YOUR INSTRUCTIONS: Look through the lines below for the word "SessionSummary", and copy every line that has it.

------------------------------

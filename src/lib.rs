//! # arith_drill
//!
//! An offline, seedable arithmetic practice engine.
//!
//! Given a difficulty tier the engine generates arithmetic problems (and, in
//! multiple-choice mode, three plausible wrong answers), runs a time-boxed
//! sequence of question/answer rounds, tracks score, streak and stars, and
//! keeps an ordered history for the end-of-session review.
//!
//! ## How it works
//!
//! 1. Build a [`SessionConfig`] with a mode and a [`DifficultyTier`].
//! 2. Create a [`SessionEngine`] with a [`SessionObserver`] that forwards
//!    problems, feedback and stars to your UI.
//! 3. Call `configure`, then `start`.  Feed it one `tick()` per second and a
//!    `submit()` / `skip()` per user action.
//! 4. When the question limit or the clock runs out, the observer receives
//!    a [`SessionSummary`]; [`summary_adapter`] turns it into JSON for a
//!    remote score store.
//!
//! Rendering, navigation, authentication, persistence and celebratory effects
//! all live outside this crate.
//!
//! ## Quick start
//!
//! ```rust
//! use arith_drill::{
//!     DifficultyTier, EventLog, SessionConfig, SessionEngine, SessionMode,
//! };
//!
//! let mut config = SessionConfig::new(SessionMode::Input, DifficultyTier::easy());
//! config.question_limit = 3;
//! config.feedback_delay_secs = 0;
//!
//! let mut engine = SessionEngine::with_seed(EventLog::new(), 42);
//! engine.configure(config).unwrap();
//! engine.start().unwrap();
//!
//! while let Some(problem) = engine.state().and_then(|s| s.current_problem.clone()) {
//!     println!("{}", problem.prompt_text);
//!     engine.submit(&problem.answer_text).unwrap();
//! }
//!
//! let summary = engine.summary().unwrap();
//! assert_eq!(summary.score, 30);
//! ```

pub mod error;
pub mod session_engine;
pub mod summary_adapter;

// Convenience re-exports so callers can use `arith_drill::SessionEngine`
// directly without reaching into `session_engine::`.
pub use error::{ConfigError, SessionError, SessionResult, ValidationError};
pub use session_engine::{
    generate_problem, DifficultyLevel, DifficultyTier, EndReason, EventLog, HistoryEntry,
    NoopObserver, Operator, Outcome, PrecisionMode, Problem, ProblemRequest, ScheduleToken,
    SessionConfig, SessionEngine, SessionEvent, SessionMode, SessionObserver, SessionState,
    SessionStatus, SessionSummary,
};
pub use summary_adapter::{score_payload, summary_json};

------------------------------

RESULT:
//!    a [`SessionSummary`]; [`summary_adapter`] turns it into JSON for a
    SessionStatus, SessionSummary,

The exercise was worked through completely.